I have a file (file-1) that looks like this,
DIP-10097N|refseq:NP_416170|uniprotkb:P30015
DIP-10117N|refseq:NP_414973|uniprotkb:P08177
DIP-10168N|refseq:NP_418766|uniprotkb:P15005
DIP-10199N|refseq:NP_415632|uniprotkb:P30958
DIP-10358N|refseq:NP_418659|uniprotkb:P28903
DIP-10440N|refseq:NP_289596|uniprotkb:P20082
DIP-10441N|refseq:NP_417502|uniprotkb:P20083
DIP-10441N|refseq:NP_417502|uniprotkb:P20083
DIP-10467N|refseq:NP_415423|uniprotkb:P09373
DIP-10469N|refseq:NP_418386|uniprotkb:P32674
DIP-10562N|refseq:NP_418370|uniprotkb:P17888
DIP-10582N|refseq:NP_414864|uniprotkb:P77743
DIP-10592N|refseq:NP_415819|uniprotkb:P37344
and another (file-2) which looks like this,
DIP-10331N|refseq:NP_311078|uniprotkb:P12638 DIP-10117N|refseq:NP_414973|uniprotkb:P08177
DIP-10331N|refseq:NP_311078|uniprotkb:P12638 DIP-10840N|refseq:NP_414640|uniprotkb:P10408
DIP-1025N|refseq:NP_414574|uniprotkb:P00968 DIP-10097N|refseq:NP_416170|uniprotkb:P30015
DIP-10467N|refseq:NP_415423|uniprotkb:P09373 DIP-10097N|refseq:NP_416170|uniprotkb:P30015
DIP-10117N|refseq:NP_414973|uniprotkb:P08177 DIP-10117N|refseq:NP_414973|uniprotkb:P08177
DIP-10117N|refseq:NP_414973|uniprotkb:P08177 DIP-10750N|refseq:NP_289799|uniprotkb:P02410
DIP-10117N|refseq:NP_414973|uniprotkb:P08177 DIP-10757N|refseq:NP_288150|uniprotkb:P02421
In output I want to print the contents of file-1 plus the value in either column of file-2 that has the same value as that of file-1 in the other column. Like this,
DIP-10097N|refseq:NP_416170|uniprotkb:P30015 DIP-1025N|refseq:NP_414574|uniprotkb:P00968
DIP-10097N|refseq:NP_416170|uniprotkb:P30015 DIP-10467N|refseq:NP_415423|uniprotkb:P09373
DIP-10117N|refseq:NP_414973|uniprotkb:P08177 DIP-10117N|refseq:NP_414973|uniprotkb:P08177
DIP-10117N|refseq:NP_414973|uniprotkb:P08177 DIP-10750N|refseq:NP_289799|uniprotkb:P02410
DIP-10117N|refseq:NP_414973|uniprotkb:P08177 DIP-10757N|refseq:NP_288150|uniprotkb:P02421
DIP-10117N|refseq:NP_414973|uniprotkb:P08177 DIP-10331N|refseq:NP_311078|uniprotkb:P12638
DIP-10467N|refseq:NP_415423|uniprotkb:P09373 DIP-10097N|refseq:NP_416170|uniprotkb:P30015
Any help would be highly appreciated.
Hello Syeda,
Not clear to me like do you want to compare both the fields of the files, could you please try following and let me know if this helps you.

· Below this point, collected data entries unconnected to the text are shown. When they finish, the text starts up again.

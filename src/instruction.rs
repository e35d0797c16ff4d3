// Copyright (C) 2025 FZI Forschungszentrum Informatik
// SPDX-License-Identifier: Apache-2.0
//! Instructions
//!
//! This module provides the [`Instruction`] type, which holds the canonical
//! operation and operands of a decoded RISC-V instruction, together with the
//! table driven [`Decoder`][decode::Decoder] producing them. Compressed
//! instructions are canonicalized into their full-width equivalents, e.g.
//! `c.addi16sp` decodes to an `addi` with `sp` as destination and source
//! register. The original [`Size`] is preserved.
//!
//! # Example
//!
//! ```
//! use riscv_debug_arch::instruction::{Instruction, Opcode, decode::Decoder};
//!
//! let decoder = Decoder::new(8);
//! let data = b"\x01\x11\x06\xec";
//! let (first, rest) = Instruction::extract(data, &decoder).unwrap();
//! let (second, _) = Instruction::extract(rest, &decoder).unwrap();
//! assert_eq!(first.opcode, Opcode::Addi);
//! assert_eq!(first.imm(), Some(-32));
//! assert_eq!(second.opcode, Opcode::Sd);
//! assert_eq!(second.rs2(), Some(1));
//! ```

pub mod bits;
pub mod decode;
pub mod format;
pub mod opcode;
pub mod table;

#[cfg(test)]
mod tests;

use core::fmt;

pub use opcode::Opcode;

use crate::target::Memory;

use bits::Bits;
use decode::Decode;
use format::Register;

/// A decoded instruction
#[derive(Copy, Clone, Debug, PartialEq, Eq)]
pub struct Instruction {
    /// Size of the encoded instruction
    pub size: Size,
    /// Canonical operation
    pub opcode: Opcode,
    /// Canonical operands
    pub operands: Operands,
}

impl Instruction {
    /// Create a new instruction
    pub const fn new(size: Size, opcode: Opcode, operands: Operands) -> Self {
        Self {
            size,
            opcode,
            operands,
        }
    }

    /// Extract an [`Instruction`] from a raw byte slice
    ///
    /// Try to extract [`Bits`] from the beginning of the given slice, then
    /// decode them using the given [`Decode`]. Returns the [`Instruction`] and
    /// the remaining part of the slice if successful.
    pub fn extract<'d, D: Decode>(data: &'d [u8], decoder: &D) -> Option<(Self, &'d [u8])> {
        Bits::extract(data).map(|(bits, rest)| (decoder.decode_bits(bits), rest))
    }

    /// Fetch an [`Instruction`] from [`Memory`]
    ///
    /// The first 16bit parcel is read to determine the instruction's length,
    /// then the remaining parcels are read. Instructions are always stored in
    /// little endian parcels.
    pub fn fetch<M: Memory, D: Decode>(
        memory: &mut M,
        address: u64,
        decoder: &D,
    ) -> Result<Self, M::Error> {
        let mut buf = [0u8; 8];
        memory.read_memory(address, &mut buf[..2])?;
        let len = Size::from_low_byte(buf[0]).bytes();
        if len > 2 {
            memory.read_memory(address.wrapping_add(2), &mut buf[2..len])?;
        }
        Ok(decoder.decode_bits(Bits::from_le_bytes(&buf[..len])))
    }

    /// Retrieve the destination register, if there is one
    pub fn rd(&self) -> Option<Register> {
        match self.operands {
            Operands::R(r) => Some(r.rd),
            Operands::I(i) => Some(i.rd),
            Operands::U(u) => Some(u.rd),
            Operands::J(j) => Some(j.rd),
            _ => None,
        }
    }

    /// Retrieve source register 1, if there is one
    pub fn rs1(&self) -> Option<Register> {
        match self.operands {
            Operands::R(r) => Some(r.rs1),
            Operands::I(i) => Some(i.rs1),
            Operands::S(s) => Some(s.rs1),
            Operands::B(b) => Some(b.rs1),
            _ => None,
        }
    }

    /// Retrieve source register 2, if there is one
    pub fn rs2(&self) -> Option<Register> {
        match self.operands {
            Operands::R(r) => Some(r.rs2),
            Operands::S(s) => Some(s.rs2),
            Operands::B(b) => Some(b.rs2),
            _ => None,
        }
    }

    /// Retrieve the immediate, if there is one
    pub fn imm(&self) -> Option<i64> {
        match self.operands {
            Operands::I(i) => Some(i.imm.into()),
            Operands::S(s) => Some(s.imm.into()),
            Operands::B(b) => Some(b.imm.into()),
            Operands::U(u) => Some(u.imm.into()),
            Operands::J(j) => Some(j.imm.into()),
            _ => None,
        }
    }

    /// Check whether this instruction has no effect at all
    pub fn is_nop(&self) -> bool {
        match (self.opcode, self.operands) {
            (Opcode::Addi, Operands::I(i)) => i.rd == 0 || (i.rd == i.rs1 && i.imm == 0),
            (Opcode::Add | Opcode::Or | Opcode::Xor, Operands::R(r)) => r.rd == 0,
            _ => false,
        }
    }

    /// Check whether this instruction is a return from a function
    pub fn is_return(&self) -> bool {
        match (self.opcode, self.operands) {
            (Opcode::Jalr, Operands::I(i)) => i.rd == 0 && i.rs1 == 1 && i.imm == 0,
            (Opcode::CmPopret | Opcode::CmPopretz, _) => true,
            _ => false,
        }
    }

    /// Check whether this instruction is a function call
    pub fn is_call(&self) -> bool {
        matches!(
            (self.opcode, self.rd()),
            (Opcode::Jal | Opcode::Jalr, Some(1 | 5))
        )
    }

    /// Check whether this instruction may transfer control elsewhere than to
    /// the next instruction
    pub fn is_control_transfer(&self) -> bool {
        matches!(
            self.opcode,
            Opcode::Jal
                | Opcode::Jalr
                | Opcode::Ecall
                | Opcode::Ebreak
                | Opcode::CmPopret
                | Opcode::CmPopretz
        ) || self.opcode.is_branch()
    }

    /// Determine the target of a conditional branch or direct jump
    ///
    /// Returns [`None`] for other instructions, including indirect jumps.
    pub fn branch_target(&self, pc: u64) -> Option<u64> {
        match self.operands {
            Operands::B(b) if self.opcode.is_branch() => {
                Some(pc.wrapping_add_signed(b.imm.into()))
            }
            Operands::J(j) if self.opcode == Opcode::Jal => {
                Some(pc.wrapping_add_signed(j.imm.into()))
            }
            _ => None,
        }
    }

    /// Address of the instruction following this one
    pub fn next_address(&self, pc: u64) -> u64 {
        pc.wrapping_add(self.size.bytes() as u64)
    }
}

impl fmt::Display for Instruction {
    fn fmt(&self, f: &mut fmt::Formatter<'_>) -> fmt::Result {
        let op = self.opcode;
        match self.operands {
            Operands::None => write!(f, "{op}"),
            Operands::R(r) => write!(f, "{op} x{}, x{}, x{}", r.rd, r.rs1, r.rs2),
            Operands::I(i) if op.load_width().is_some() || op == Opcode::Jalr => {
                write!(f, "{op} x{}, {}(x{})", i.rd, i.imm, i.rs1)
            }
            Operands::I(i) => write!(f, "{op} x{}, x{}, {}", i.rd, i.rs1, i.imm),
            Operands::S(s) => write!(f, "{op} x{}, {}(x{})", s.rs2, s.imm, s.rs1),
            Operands::B(b) => write!(f, "{op} x{}, x{}, {}", b.rs1, b.rs2, b.imm),
            Operands::U(u) => write!(f, "{op} x{}, {:#x}", u.rd, (u.imm as u32) >> 12),
            Operands::J(j) => write!(f, "{op} x{}, {}", j.rd, j.imm),
            Operands::P(p) => write!(f, "{op} {{{}}}, {}", p.rlist, p.spimm),
        }
    }
}

/// Canonical operands of an [`Instruction`]
#[derive(Copy, Clone, Debug, PartialEq, Eq)]
pub enum Operands {
    /// No operands of interest
    None,
    R(format::TypeR),
    I(format::TypeI),
    S(format::TypeS),
    B(format::TypeB),
    U(format::TypeU),
    J(format::TypeJ),
    /// Zcmp register list and stack adjustment
    P(format::TypeP),
}

/// Instruction size
#[derive(Copy, Clone, Debug, PartialEq, Eq, Hash, PartialOrd, Ord)]
pub enum Size {
    Compressed = 2,
    Normal = 4,
    Wide = 6,
    ExtraWide = 8,
}

impl Size {
    /// Determine the size of an instruction from its lowest byte
    ///
    /// Follows the Base Instruction-Length Encoding specified in Section 1.5
    /// of The RISC-V Instruction Set Manual Volume I. Encodings of
    /// instructions longer than 64bit are reported as [`Size::Compressed`],
    /// which will decode to an unknown instruction.
    pub const fn from_low_byte(byte: u8) -> Self {
        if byte & 0b11 != 0b11 {
            Self::Compressed
        } else if byte & 0b11100 != 0b11100 {
            Self::Normal
        } else if byte & 0x3f == 0x1f {
            Self::Wide
        } else if byte & 0x7f == 0x3f {
            Self::ExtraWide
        } else {
            Self::Compressed
        }
    }

    /// Number of bytes of an instruction of this size
    pub const fn bytes(self) -> usize {
        self as usize
    }
}

impl Default for Size {
    fn default() -> Self {
        Self::Normal
    }
}

impl From<Size> for u64 {
    fn from(size: Size) -> Self {
        size as u64
    }
}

awk 'FNR==NR{A[$1];next} ($1 in A){print $0} ($2 in A){print $0}' file1 file2
Output will be as follows.
DIP-10331N|refseq:NP_311078|uniprotkb:P12638 DIP-10117N|refseq:NP_414973|uniprotkb:P08177
DIP-1025N|refseq:NP_414574|uniprotkb:P00968 DIP-10097N|refseq:NP_416170|uniprotkb:P30015
DIP-10467N|refseq:NP_415423|uniprotkb:P09373 DIP-10097N|refseq:NP_416170|uniprotkb:P30015
DIP-10467N|refseq:NP_415423|uniprotkb:P09373 DIP-10097N|refseq:NP_416170|uniprotkb:P30015
DIP-10117N|refseq:NP_414973|uniprotkb:P08177 DIP-10117N|refseq:NP_414973|uniprotkb:P08177
DIP-10117N|refseq:NP_414973|uniprotkb:P08177 DIP-10117N|refseq:NP_414973|uniprotkb:P08177
DIP-10117N|refseq:NP_414973|uniprotkb:P08177 DIP-10750N|refseq:NP_289799|uniprotkb:P02410
DIP-10117N|refseq:NP_414973|uniprotkb:P08177 DIP-10757N|refseq:NP_288150|uniprotkb:P02421
Here I am comparing $1
of file1 to both the fields of file2.
Let us know how It goes for you.
Thanks,
R. Singh
No, not really, this isn't exactly what I wanted.
There was a little mistake in the output I had shown, sorry! I've corrected it now.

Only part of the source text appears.